U.S. actress Glenn Close smiles during a photocall to promote the movie ''Albert Nobbs'' on the third day of the 59th San Sebastian Film Festival, Sept. 18, 2011.
U.S. actress Glenn Close smiles during a photocall to promote the movie ''Albert Nobbs'' on the third day of the 59th San Sebastian Film Festival, Sept. 18, 2011. | (Photo: Reuters/Vincent West)

Actress Glenn Close recently spoke out about her religious upbringing, which included several years in the Moral Re-Armament organization, a group often classified as a cult.

"I wouldn't trust any of my instincts because [my beliefs] had all been dictated to me," Close told The Hollywood Reporter. "I haven't made a study of groups like these, but in order to have something like this coalesce, you have to have a leader. You have to have a leader who has some sort of ability to bring people together, and that's interesting to me because my memory of the man who founded it [Moral Re-Armament] was this wizened old man with little glasses and a hooked nose, in a wheelchair."

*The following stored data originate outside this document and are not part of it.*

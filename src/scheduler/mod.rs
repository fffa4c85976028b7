use std::{env, sync::Arc};

use chrono::Utc;
use tokio::sync::Mutex;
use tracing::{info, warn};

use crate::hoyo::{FetchError, Game, RealtimeNotes};
use crate::state::BotState;

mod evaluate;
mod load;
mod storage;

pub use storage::SubscriptionV1;

pub struct Scheduler {
    bot: BotState,
    storage_folder: String,
    subscriptions: Arc<Mutex<Vec<(u64, Game)>>>,
}

impl Scheduler {
    pub fn new(bot: BotState) -> Self {
        let storage_folder =
            env::var("STORAGE_FOLDER").expect("Expected STORAGE_FOLDER in the environment");

        Self {
            bot,
            storage_folder,
            subscriptions: Arc::new(Mutex::new(Vec::new())),
        }
    }

    pub async fn start(bot: BotState) {
        let scheduler = Arc::new(Scheduler::new(bot.clone()));
        bot.set_scheduler(scheduler.clone()).await;
        tokio::spawn(async move {
            scheduler.load_all_subscriptions().await;
            scheduler.run().await;
        });
    }

    pub async fn run(&self) {
        info!("Starting realtime-notes scheduler thread");

        loop {
            /* Each record carries its own next_check_time; once a minute we
             * pick up whichever ones are due. Records are re-read from
             * storage so a /schedule upsert between ticks is not lost. */
            let due: Vec<SubscriptionV1> = {
                let subscriptions = self.subscriptions.lock().await;
                let now = Utc::now();

                subscriptions
                    .iter()
                    .filter_map(|(discord_user_id, game)| {
                        self.read_from_storage(*discord_user_id, *game).ok()
                    })
                    .filter(|subscription| subscription.next_check_time <= now)
                    .collect()
            };

            for subscription in due {
                self.check_subscription(subscription).await;
            }

            tokio::time::sleep(tokio::time::Duration::from_secs(60)).await;
        }
    }

    pub async fn check_subscription(&self, subscription: SubscriptionV1) {
        info!(
            "[{}] Checking {} realtime notes",
            subscription.discord_user_id,
            subscription.game.key()
        );

        match self.bot.get_realtime_notes(&subscription).await {
            Ok(notes) => {
                let (updated, message) =
                    evaluate::evaluate(&subscription, &notes, Utc::now());

                if let Err(error) = self.insert_or_replace(&updated) {
                    warn!(
                        "[{}] Failed to persist subscription: {}",
                        updated.discord_user_id, error
                    );
                    return;
                }

                if let Some(message) = message {
                    let message = format!(
                        "<@{}> {}\n{}",
                        updated.discord_user_id,
                        message,
                        render_notes(updated.game, &notes)
                    );
                    let _ = self
                        .bot
                        .discord_send_message(updated.discord_channel_id, &message)
                        .await;
                }
            }
            Err(error) => {
                warn!(
                    "[{}] Failed to fetch realtime notes: {}",
                    subscription.discord_user_id, error
                );

                /* Anti-automation challenges get a much longer backoff than
                 * ordinary API hiccups. */
                let retry_after = error.retry_after();
                let mut updated = subscription;
                updated.next_check_time = Utc::now() + retry_after;

                if let Err(error) = self.insert_or_replace(&updated) {
                    warn!(
                        "[{}] Failed to persist subscription: {}",
                        updated.discord_user_id, error
                    );
                }

                let message = match error {
                    FetchError::AntiAutomation => format!(
                        "<@{}>: HoYoLAB asked for manual verification, so your realtime notes could not be checked. Complete the verification on hoyolab.com, or renew your cookie with {}. Checking again <t:{}:R>.",
                        updated.discord_user_id,
                        self.bot.command_mention("schedule").await,
                        updated.next_check_time.timestamp()
                    ),
                    _ => format!(
                        "<@{}>: Failed to check your realtime notes: {}. Checking again <t:{}:R>.",
                        updated.discord_user_id,
                        error,
                        updated.next_check_time.timestamp()
                    ),
                };
                let _ = self
                    .bot
                    .discord_send_message(updated.discord_channel_id, &message)
                    .await;
            }
        }
    }
}

/* Long-form rendering of the notes that rides along with every
 * notification. Only activities the game actually has are listed. */
fn render_notes(game: Game, notes: &RealtimeNotes) -> String {
    let wording = game.wording();
    let mut message = String::new();

    message += &format!(
        "- `{}`: {}/{}",
        wording.power_name, notes.current_stamina, notes.max_stamina
    );
    if notes.current_stamina >= notes.max_stamina {
        message += ", full.\n";
    } else {
        message += &format!(
            ", full <t:{}:R>.\n",
            (Utc::now() + notes.time_to_full).timestamp()
        );
    }

    if !notes.expeditions.is_empty() {
        let finished = notes.expeditions.iter().filter(|epd| epd.finished).count();
        message += &format!(
            "- `Expeditions`: {}/{} finished",
            finished,
            notes.expeditions.len()
        );

        let longest = notes
            .expeditions
            .iter()
            .map(|epd| epd.remaining_time)
            .max()
            .unwrap();
        if longest > chrono::Duration::zero() {
            message += &format!(", last one done <t:{}:R>.\n", (Utc::now() + longest).timestamp());
        } else {
            message += ".\n";
        }
    }

    if let Some(progress) = notes.daily_progress {
        message += &format!(
            "- `{}`: {}/{}.\n",
            wording.daily_name, progress.current, progress.max
        );
    }
    if let Some(progress) = notes.weekly_activity {
        message += &format!(
            "- `{}`: {}/{}.\n",
            wording.weekly_activity_name, progress.current, progress.max
        );
    }
    if let Some(remaining) = notes.remaining_weekly_discounts {
        message += &format!(
            "- `{}`: {} remaining.\n",
            wording.weekly_boss_name, remaining
        );
    }

    message
}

In fact, the MRA was formed by Rev. Frank Buchman, who organized the group around four "absolutes": honesty, purity, unselfishness, and love. He taught that only a select few who had special guidance from God were without sin and had a duty to teach and change those around them. The group formed in the 1930s as a spiritual element to the World War. Buchman famously once said that he was grateful for Adolf Hitler.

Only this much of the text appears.